Having watched through the window her father pass down the avenue on his
way to town, Miss Guion reseated herself mechanically in her place at
the breakfast-table in order to think. Not that her thought could be
active or coherent as yet; but a certain absorption of the facts was
possible by the simple process of sitting still and letting them sink
in. As the minutes went by, it became with her a matter of sensation
rather than of mental effort--of odd, dream-like sensation, in which all
the protecting walls and clearly defined boundary-lines of life and
conduct appeared to be melting away, leaving an immeasurable outlook on
vacancy.
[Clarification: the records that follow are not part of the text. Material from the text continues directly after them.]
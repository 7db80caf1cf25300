//! Grant payload serialization

use serde::{Serialize, de::DeserializeOwned};

use crate::error::Result;

/// Serializes typed grant payloads into the opaque `data` column
#[derive(Debug, Clone, Copy, Default)]
pub struct PersistentGrantSerializer;

impl PersistentGrantSerializer {
    /// Serialize a payload
    ///
    /// # Errors
    /// Returns `StoreError::Serialization` if the value cannot be encoded.
    pub fn serialize<T: Serialize>(&self, value: &T) -> Result<String> {
        Ok(serde_json::to_string(value)?)
    }

    /// Deserialize a payload
    ///
    /// # Errors
    /// Returns `StoreError::Serialization` if the data does not decode as `T`.
    pub fn deserialize<T: DeserializeOwned>(&self, data: &str) -> Result<T> {
        Ok(serde_json::from_str(data)?)
    }
}
#[cfg(test)]
mod tests {
    use super::*;

    #[derive(Debug)]
    struct Fixed(&'static str);

    #[async_trait]
    impl GrantValidator for Fixed {
        fn grant_type(&self) -> &str {
            self.0
        }

        async fn validate(
            &self,
            _request: &TokenRequest,
            validated: &mut ValidatedTokenRequest,
            _cancel: &CancellationToken,
        ) -> Result<(), ValidationError> {
            validated.subject = Some(Principal::new("alice", None));
            Ok(())
        }
    }

    fn dispatcher() -> GrantRequestValidator {
        GrantRequestValidator::builder().grant(Arc::new(Fixed("custom"))).build()
    }

    #[tokio::test]
    async fn test_precheck_order() {
        let dispatcher = dispatcher();
        let cancel = CancellationToken::new();

        let mut disabled = Client::new("web").with_grant_types(["custom"]);
        disabled.enabled = false;
        let result = dispatcher
            .validate(&TokenRequest::new("custom", disabled), &cancel)
            .await
            .unwrap();
        assert_eq!(result.error(), Some(OAuthErrorCode::InvalidClient));

        let client = Client::new("web").with_grant_types(["custom"]);
        let result = dispatcher.validate(&TokenRequest::new("", client.clone()), &cancel).await.unwrap();
        assert_eq!(result.error(), Some(OAuthErrorCode::InvalidRequest));

        let result = dispatcher
            .validate(&TokenRequest::new("magic", client.clone()), &cancel)
            .await
            .unwrap();
        assert_eq!(result.error(), Some(OAuthErrorCode::UnsupportedGrantType));

        let result = dispatcher
            .validate(&TokenRequest::new("custom", Client::new("other")), &cancel)
            .await
            .unwrap();
        assert_eq!(result.error(), Some(OAuthErrorCode::UnauthorizedClient));

        let result = dispatcher.validate(&TokenRequest::new("custom", client), &cancel).await.unwrap();
        assert!(!result.is_error());
        assert_eq!(
            result.validated_request.unwrap().subject_id(),
            Some("alice")
        );
    }

    #[tokio::test]
    async fn test_required_dpop_without_proof() {
        let dispatcher = dispatcher();
        let mut client = Client::new("web").with_grant_types(["custom"]);
        client.require_dpop = true;

        let result = dispatcher
            .validate(&TokenRequest::new("custom", client), &CancellationToken::new())
            .await
            .unwrap();
        assert_eq!(result.error(), Some(OAuthErrorCode::InvalidRequest));
    }

    #[tokio::test]
    async fn test_access_token_uses_client_lifetime() {
        let mut client = Client::new("web").with_grant_types(["custom"]);
        client.access_token_lifetime = 900;
        let result = dispatcher()
            .validate(&TokenRequest::new("custom", client).with_scopes(["api"]), &CancellationToken::new())
            .await
            .unwrap();
        let validated = result.validated_request.expect("validated");

        let now = Utc::now();
        let token = validated.access_token("https://issuer", now);

        assert_eq!(token.lifetime, 900);
        assert_eq!(token.creation_time, now);
        assert_eq!(token.client_id, "web");
        assert_eq!(token.subject_id(), Some("alice"));
        assert_eq!(token.scopes(), vec!["api"]);
        assert_eq!(token.confirmation, None);
    }

    #[tokio::test]
    async fn test_runtime_registration() {
        let dispatcher = GrantRequestValidator::builder().build();
        assert!(!dispatcher.supports("custom"));
        dispatcher.register(Arc::new(Fixed("custom")));
        assert_eq!(dispatcher.grant_types(), vec!["custom".to_string()]);
    }
}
To pass abruptly from the command of means, dignity, and
consideration out into a state in which she could claim nothing at all
was not unlike what she had often supposed it might be to go from the
pomp and circumstance of earth as a disembodied spirit into space. The
analogy was rendered the more exact by her sense, stunned and yet
conscious, of the survival of her own personality amid what seemed a
universal wreckage. This persistence of the ego in conditions so vast
and vague and empty as to be almost no conditions at all was the one
point on which she could concentrate her faculties.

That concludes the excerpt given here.